Abdet (/ca-valencia/, /es/) is a small village in the Guadalest Valley of the Costa Blanca, Valencian Community in Spain. It is a hamlet of Confrides.

== History ==
The population is primarily of Arab origin, as it was given to Vidal de Sarrià in 1264 by James I. The houses of Cardona and Ariza controlled it before the Muslims rebelled in 1526 against the order of conversion sent by Charles I. Battles against Castile recurred until 1609, when there was an evacuation to the shelter of the mountains of the Valley of Laguart, leaving only 12 houses occupied.

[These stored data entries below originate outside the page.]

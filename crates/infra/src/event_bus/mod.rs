//! Infrastructure event bus implementations.
//!
//! The core event bus abstraction lives in `forgeerp-events` as pure mechanics.
//! This module provides infrastructure-backed implementations (e.g. Redis).

#[cfg(feature = "redis")]
pub mod redis_pubsub;
#[cfg(feature = "redis")]
pub mod redis_streams;

#[cfg(feature = "redis")]
pub use redis_streams::{RedisStreamsError, RedisStreamsEventBus, RedisStreamsSubscription};


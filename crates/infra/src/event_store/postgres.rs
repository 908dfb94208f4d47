//! Postgres-backed event store implementation.
//!
//! This module provides a persistent event store using PostgreSQL as the backing storage.
//! It enforces tenant isolation, optimistic concurrency control, and append-only semantics
//! at the database level.
//!
//! ## Error Mapping
//!
//! SQLx errors are mapped to `EventStoreError` as follows:
//!
//! | SQLx Error | PostgreSQL Error Code | EventStoreError | Scenario |
//! |------------|----------------------|-----------------|----------|
//! | Database (unique violation) | `23505` | `Concurrency` | Concurrent append detected (unique constraint on sequence_number) |
//! | Database (foreign key violation) | `23503` | `InvalidAppend` | Referential integrity violation (should not occur in our schema) |
//! | Database (check constraint violation) | `23514` | `InvalidAppend` | Invalid data (e.g., sequence_number <= 0) |
//! | Database (other) | Any other | `InvalidAppend` | Other database errors |
//! | PoolClosed | N/A | `InvalidAppend` | Connection pool was closed |
//! | RowNotFound | N/A | `InvalidAppend` | Unexpected row not found (should not occur) |
//! | Other | N/A | `InvalidAppend` | Network errors, connection failures, etc. |
//!
//! ## Thread Safety
//!
//! `PostgresEventStore` is `Send + Sync` and can be shared across threads.
//! All operations use the SQLx connection pool which handles thread-safe connection management.

use chrono::{DateTime, Utc};
use sqlx::{FromRow, PgPool, Postgres, Row, Transaction};
use std::sync::Arc;
use tracing::{instrument, Span};

use forgeerp_core::{AggregateId, ExpectedVersion, TenantId};
use forgeerp_events::EventMetadata;

use super::query::{EventFilter, EventQuery, EventQueryResult, Pagination};
use super::r#trait::{EventStore, EventStoreError, StoredEvent, UncommittedEvent};

/// Postgres-backed append-only event store.
///
/// This implementation uses PostgreSQL to persist events in an append-only fashion,
/// with tenant isolation and optimistic concurrency control enforced at the database level.
///
/// ## Thread Safety
///
/// Uses SQLx connection pool which is thread-safe (Arc + Send + Sync).
/// All database operations use transactions to ensure atomicity.
///
/// ## Tenant Isolation
///
/// Every query includes `tenant_id` in the WHERE clause. This makes it impossible
/// to accidentally load or modify events from a different tenant. The database schema
/// also supports Row-Level Security (RLS) as an additional layer of defense.
///
/// ## Optimistic Concurrency
///
/// The `append()` method uses a transaction to:
/// 1. Check the current stream version (MAX(sequence_number))
/// 2. Validate it matches `expected_version`
/// 3. Insert new events atomically
///
/// If another transaction commits between steps 1 and 3, the unique constraint
/// on `(tenant_id, aggregate_id, sequence_number)` will cause the insert to fail,
/// resulting in a concurrency error.
#[derive(Debug, Clone)]
pub struct PostgresEventStore {
    pool: Arc<PgPool>,
}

The town was later repopulated, and in the 18th century there were twenty-five houses. The complete municipality of Abdet and Confrides had 822 inhabitants. During recent centuries the population has decreased. During period 1960-1970 there was a 17% reduction, and during recent decades it has gone down to 50% of its 1960 population.

== Celebrations ==
Abdet has a Fiesta at Easter and also during August.

== Nature ==
Abdet has commanding views of the valley. It is a good base for walking and climbing, and also has a canyon, The Barranco de Meli, which is a popular canyon trip requiring ropes.

== Abdet's trinquet ==
Abdet has one of the oldest courtfields of the Valencian autochthonous sport, the pilota, dated of 1772, although it actually resembles a minor variant, galotxetes.